Food plays a huge part in our lives. Many of our biggest moments in life are around a table. Many people are eating a meal when they get engaged. It is often the case that when we want to deliver good or bad news, we have a meal. A wedding is often celebrated with a meal. Even in Scripture we can see that time and again the Lord commands his people to eat a meal together; Passover, various sacrifices, the agape meal of the New Testament, the Lord’s Supper, and, that great eschatological meal, the Marriage Supper of the Lamb. In Scripture, the Lord shows us that there is something special about a meal, about eating.
In fact, Scripture not only commands us to eat together or points us to moments when we will eat together, but Scripture tells us that at our very core we are hungry and thirsty.
As a deer pants for flowing streams, so pants my soul for you, O God.
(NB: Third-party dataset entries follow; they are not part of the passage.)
// Series requests - the knobs each builder accepts
//
// Every request deserializes with defaults, so a chart in the configuration
// file or a query string only names the fields it wants to change.
use crate::domain::error::{
    GeneratorError, ensure_at_most, ensure_finite, ensure_non_negative, ensure_point_count,
    ensure_range,
};
use crate::domain::series::Granularity;
use serde::{Deserialize, Serialize};

/// Fields a caller left out take the defaults of the requested granularity.
#[derive(Debug, Clone, PartialEq, Serialize, Deserialize)]
#[serde(from = "PowerOverrides")]
pub struct PowerRequest {
    pub granularity: Granularity,
    pub count: usize,
    pub base_value: f64,
    pub variance_percent: f64,
    pub with_optimization: bool,
    /// Apply calendar-month seasonal factors (monthly series only).
    pub seasonal: bool,
}

impl PowerRequest {
    /// Defaults matching the power consumption chart for each time range.
    pub fn for_granularity(granularity: Granularity) -> Self {
        let (count, base_value, variance_percent, seasonal) = match granularity {
            Granularity::Hour => (24, 45.0, 20.0, false),
            Granularity::Day => (7, 320.0, 15.0, false),
            Granularity::Week => (4, 1500.0, 15.0, false),
            Granularity::Month => (12, 5000.0, 6.0, true),
        };
        Self {
            granularity,
            count,
            base_value,
            variance_percent,
            with_optimization: true,
            seasonal,
        }
    }

    pub fn validate(&self) -> Result<(), GeneratorError> {
        ensure_point_count("count", self.count)?;
        ensure_non_negative("base_value", self.base_value)?;
        ensure_non_negative("variance_percent", self.variance_percent)
    }
}

impl Default for PowerRequest {
    fn default() -> Self {
        Self::for_granularity(Granularity::Hour)
    }
}

/// Partial power request, as written in configuration or a query string.
#[derive(Debug, Clone, Default, Deserialize)]
pub struct PowerOverrides {
    pub granularity: Option<Granularity>,
    pub count: Option<usize>,
    pub base_value: Option<f64>,
    pub variance_percent: Option<f64>,
    pub with_optimization: Option<bool>,
    pub seasonal: Option<bool>,
}

impl From<PowerOverrides> for PowerRequest {
    fn from(overrides: PowerOverrides) -> Self {
        let defaults =
            PowerRequest::for_granularity(overrides.granularity.unwrap_or(Granularity::Hour));
        PowerRequest {
            count: overrides.count.unwrap_or(defaults.count),
            base_value: overrides.base_value.unwrap_or(defaults.base_value),
            variance_percent: overrides.variance_percent.unwrap_or(defaults.variance_percent),
            with_optimization: overrides
                .with_optimization
                .unwrap_or(defaults.with_optimization),
            seasonal: overrides.seasonal.unwrap_or(defaults.seasonal),
            ..defaults
        }
    }
}

#[derive(Debug, Clone, PartialEq, Serialize, Deserialize)]
#[serde(default)]
pub struct DepartmentRequest {
    pub count: usize,
    pub base_efficiency: f64,
    /// Maximum distance from `base_efficiency`, in percentage points.
    pub spread: f64,
}

impl DepartmentRequest {
    pub fn validate(&self) -> Result<(), GeneratorError> {
        ensure_non_negative("base_efficiency", self.base_efficiency)?;
        ensure_non_negative("spread", self.spread)
    }
}

impl Default for DepartmentRequest {
    fn default() -> Self {
        Self {
            count: 4,
            base_efficiency: 72.5,
            spread: 10.0,
        }
    }
}

#[derive(Debug, Clone, PartialEq, Serialize, Deserialize)]
#[serde(default)]
pub struct PredictionRequest {
    pub base_value: f64,
    pub variance_percent: f64,
    /// Linear change of the monthly base per month of offset.
    pub drift_per_month: f64,
    pub past_months: usize,
    pub future_months: usize,
    pub optimized_ratio: f64,
}

impl PredictionRequest {
    pub fn validate(&self) -> Result<(), GeneratorError> {
        ensure_point_count("past_months", self.past_months)?;
        ensure_point_count("future_months", self.future_months)?;
        ensure_non_negative("base_value", self.base_value)?;
        ensure_non_negative("variance_percent", self.variance_percent)?;
        ensure_finite("drift_per_month", self.drift_per_month)?;
        ensure_non_negative("optimized_ratio", self.optimized_ratio)
    }
}

impl Default for PredictionRequest {
    fn default() -> Self {
        Self {
            base_value: 49_500.0,
            variance_percent: 3.0,
            drift_per_month: 250.0,
            past_months: 3,
            future_months: 3,
            optimized_ratio: 0.85,
        }
    }
}

#[derive(Debug, Clone, PartialEq, Serialize, Deserialize)]
#[serde(default)]
pub struct CorrelationRequest {
    pub min_temperature: f64,
    pub peak_temperature: f64,
    pub temperature_jitter: f64,
    pub reference_temperature: f64,
    /// Consumption change per degree away from the reference.
    pub gain: f64,
    pub base_consumption: f64,
    pub variance_percent: f64,
}

impl CorrelationRequest {
    pub fn validate(&self) -> Result<(), GeneratorError> {
        ensure_range(self.min_temperature, self.peak_temperature)?;
        ensure_non_negative("temperature_jitter", self.temperature_jitter)?;
        ensure_finite("reference_temperature", self.reference_temperature)?;
        ensure_finite("gain", self.gain)?;
        ensure_non_negative("base_consumption", self.base_consumption)?;
        ensure_non_negative("variance_percent", self.variance_percent)
    }
}

impl Default for CorrelationRequest {
    fn default() -> Self {
        Self {
            min_temperature: 18.0,
            peak_temperature: 24.0,
            temperature_jitter: 1.0,
            reference_temperature: 20.0,
            gain: 2.0,
            base_consumption: 40.0,
            variance_percent: 12.5,
        }
    }
}

/// Where the single anomalous sample goes.
#[derive(Debug, Clone, Copy, PartialEq, Eq, Serialize, Deserialize)]
#[serde(rename_all = "snake_case")]
pub enum AnomalyPlacement {
    AtHour(u32),
    /// Uniformly among the sampled hours inside `start_hour..=end_hour`.
    Window { start_hour: u32, end_hour: u32 },
}

impl Default for AnomalyPlacement {
    fn default() -> Self {
        Self::AtHour(12)
    }
}

#[derive(Debug, Clone, PartialEq, Serialize, Deserialize)]
#[serde(default)]
pub struct AnomalyRequest {
    pub base_value: f64,
    pub variance_percent: f64,
    pub placement: AnomalyPlacement,
}

impl AnomalyRequest {
    pub fn validate(&self) -> Result<(), GeneratorError> {
        ensure_non_negative("base_value", self.base_value)?;
        ensure_non_negative("variance_percent", self.variance_percent)
    }
}

impl Default for AnomalyRequest {
    fn default() -> Self {
        Self {
            base_value: 40.0,
            variance_percent: 12.5,
            placement: AnomalyPlacement::default(),
        }
    }
}

/// Upper bound on `jitter`, in percentage points.
const MAX_FEATURE_JITTER: f64 = 100.0;

#[derive(Debug, Clone, PartialEq, Serialize, Deserialize)]
#[serde(default)]
pub struct FeatureRequest {
    /// Maximum perturbation of each target share, in percentage points.
    pub jitter: f64,
}

impl FeatureRequest {
    pub fn validate(&self) -> Result<(), GeneratorError> {
        ensure_non_negative("jitter", self.jitter)?;
        ensure_at_most("jitter", self.jitter, MAX_FEATURE_JITTER)
    }
}

impl Default for FeatureRequest {
    fn default() -> Self {
        Self { jitter: 2.0 }
    }
}

#[derive(Debug, Clone, PartialEq, Serialize, Deserialize)]
#[serde(default)]
pub struct CostRequest {
    pub months: usize,
    pub base_cost: f64,
    pub growth_percent: f64,
    pub variance_percent: f64,
    /// Index (oldest-first) of the first month with savings.
    pub implementation_month: usize,
    pub ramp_step_percent: f64,
    pub savings_cap_percent: f64,
}

impl CostRequest {
    pub fn validate(&self) -> Result<(), GeneratorError> {
        ensure_point_count("months", self.months)?;
        ensure_non_negative("base_cost", self.base_cost)?;
        ensure_finite("growth_percent", self.growth_percent)?;
        ensure_non_negative("variance_percent", self.variance_percent)?;
        ensure_non_negative("ramp_step_percent", self.ramp_step_percent)?;
        ensure_range(0.0, self.savings_cap_percent)?;
        ensure_range(self.savings_cap_percent, 100.0)
    }
}

impl Default for CostRequest {
    fn default() -> Self {
        Self {
            months: 12,
            base_cost: 600.0,
            growth_percent: 1.0,
            variance_percent: 5.0,
            implementation_month: 5,
            ramp_step_percent: 5.0,
            savings_cap_percent: 25.0,
        }
    }
}

#[derive(Debug, Clone, Copy, PartialEq, Eq, Default, Serialize, Deserialize)]
#[serde(rename_all = "lowercase")]
pub enum Trend {
    Up,
    Down,
    #[default]
    Stable,
    Volatile,
}

#[derive(Debug, Clone, PartialEq, Serialize, Deserialize)]
#[serde(default)]
pub struct TrendRequest {
    pub points: usize,
    pub min: f64,
    pub max: f64,
    pub trend: Trend,
    pub decimals: u32,
    pub granularity: Granularity,
}

impl TrendRequest {
    pub fn validate(&self) -> Result<(), GeneratorError> {
        ensure_point_count("points", self.points)?;
        ensure_range(self.min, self.max)
    }
}

impl Default for TrendRequest {
    fn default() -> Self {
        Self {
            points: 12,
            min: 60.0,
            max: 85.0,
            trend: Trend::Up,
            decimals: 0,
            granularity: Granularity::Month,
        }
    }
}

/// A request for any series family, tagged by `type`.
#[derive(Debug, Clone, PartialEq, Serialize, Deserialize)]
#[serde(tag = "type", rename_all = "snake_case")]
pub enum SeriesSpec {
    Power(PowerRequest),
    Departments(DepartmentRequest),
    Predictions(PredictionRequest),
    Correlation(CorrelationRequest),
    Anomalies(AnomalyRequest),
    FeatureImportance(FeatureRequest),
    Costs(CostRequest),
    QuarterlyCosts(CostRequest),
    Trend(TrendRequest),
}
My soul thirsts for God, for the living God. - Psalm 42:1–2
Come, everyone who thirsts, come to the waters; and he who has no money, come, buy and eat! Come, buy wine and milk without money and without price. - Isaiah 55:1
“Blessed are those who hunger and thirst for righteousness, for they shall be satisfied.” - Matthew 5:6
Jesus said to them, “I am the bread of life; whoever comes to me shall not hunger, and whoever believes in me shall never thirst.” - John 6:35
I could go on. It is amazing how often in Scripture we are told that we are hungry and thirsty. The thing that I find fascinating about all of it though isn't that Scripture tells us that we are hungry and thirsty, but where our hunger and thirst can be satisfied.
O God, you are my God; earnestly I seek you; my soul thirsts for you; my flesh faints for you, as in a dry and weary land where there is no water. So I have looked upon you in the sanctuary, beholding your power and glory. - Psalm 63:1–2
The psalmist tells us that he is thirsty. He is parched. What is the remedy to this situation? Looking upon the temple, beholding the power and glory of God. It is in beholding God’s glory which is located in the God’s temple that the psalmist finds the hunger and thirst of his soul satisfied.
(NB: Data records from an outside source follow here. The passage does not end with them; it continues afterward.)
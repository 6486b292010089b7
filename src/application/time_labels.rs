// Time-axis labeling
use crate::domain::series::Granularity;
use chrono::{Duration, Months, NaiveDateTime};

/// `count` instants ending at `now`, oldest first.
pub fn build_time_axis(count: usize, granularity: Granularity, now: NaiveDateTime) -> Vec<NaiveDateTime> {
    let mut axis: Vec<NaiveDateTime> = (0..count)
        .map(|steps_back| step_back(now, granularity, steps_back))
        .collect();
    axis.reverse();
    axis
}

/// Labels for `count` steps ending at `now`, oldest first.
///
/// hour: `"H:00"`, day: short weekday, week: `"Week k"` counting from the
/// oldest, month: short month name.
pub fn build_time_labels(count: usize, granularity: Granularity, now: NaiveDateTime) -> Vec<String> {
    build_time_axis(count, granularity, now)
        .iter()
        .enumerate()
        .map(|(index, instant)| format_label(*instant, granularity, index))
        .collect()
}

/// Format one axis instant; `index` is its oldest-first position.
pub fn format_label(instant: NaiveDateTime, granularity: Granularity, index: usize) -> String {
    match granularity {
        Granularity::Hour => instant.format("%-H:00").to_string(),
        Granularity::Day => instant.format("%a").to_string(),
        Granularity::Week => format!("Week {}", index + 1),
        Granularity::Month => instant.format("%b").to_string(),
    }
}

/// Short month name `offset` calendar months away from `now` (negative = past).
pub fn month_label(now: NaiveDateTime, offset: i32) -> String {
    let shifted = if offset >= 0 {
        now.checked_add_months(Months::new(offset.unsigned_abs()))
    } else {
        now.checked_sub_months(Months::new(offset.unsigned_abs()))
    };
    shifted.unwrap_or(now).format("%b").to_string()
}

fn step_back(now: NaiveDateTime, granularity: Granularity, steps: usize) -> NaiveDateTime {
    let steps_i64 = steps as i64;
    let stepped = match granularity {
        Granularity::Hour => Duration::try_hours(steps_i64).and_then(|d| now.checked_sub_signed(d)),
        Granularity::Day => Duration::try_days(steps_i64).and_then(|d| now.checked_sub_signed(d)),
        Granularity::Week => Duration::try_weeks(steps_i64).and_then(|d| now.checked_sub_signed(d)),
        Granularity::Month => u32::try_from(steps)
            .ok()
            .and_then(|months| now.checked_sub_months(Months::new(months))),
    };
    // Only reachable for absurd counts far past chrono's calendar range.
    stepped.unwrap_or(NaiveDateTime::MIN)
}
When we get to the New Testament, we find that God’s glory no longer resides in the temple in Jerusalem but that we behold God’s glory in the face of Christ.
And the Word became flesh and dwelt among us, and we have seen his glory, glory as of the only Son from the Father, full of grace and truth. - John 1:14
For God, who said, “Let light shine out of darkness,” has shone in our hearts to give the light of the knowledge of the glory of God in the face of Jesus Christ. - 2 Corinthians 4:6
Yet, we find an interesting point made throughout the New Testament. There is still a temple being built. However, this is a living temple. The temple is built out of those who confess the name of Christ. The temple, the place where God’s glory dwells, is the church. It is in this place, the church that we find that our hunger and thirst are satisfied as we behold God’s glory through the preached word and the sacrament.
It is easy to think that we go to church to give God something. And there is a sense in which we do that. We give God our worship when we gather on Sunday. However, that is not why we go to church. First and foremost, we go to church because through a supernatural work of the Holy Spirit we know that we are hungry and thirsty. We go to church because we know that the only way this hunger and thirst can be satisfied is through beholding the glory of God in the face of Christ. We go to church as those who are needy and are looking to the only one who can satisfy us.
It is in response to this, in response to our emptiness being filled, that we offer our praise and worship. It is in response to our hunger and thirst be satiated that we respond by going into the world, pointing people to where their hunger and thirst can be satiated. We go out into the world proclaiming to a people who do not realize that they are hungry and thirsty for this truth: at the core of who they are they hunger and thirst for something that only God can fill. We go out proclaiming that when we behold the glory of God in the face of Christ, our hunger and thirst are satisfied.
The food we eat and long for points us to greater reality. We have a deeper hunger; one that can only be met through a meal that we cannot prepare and that God himself serves us. We come to him hungry and thirsty and he quenches our thirst and fills our stomaches.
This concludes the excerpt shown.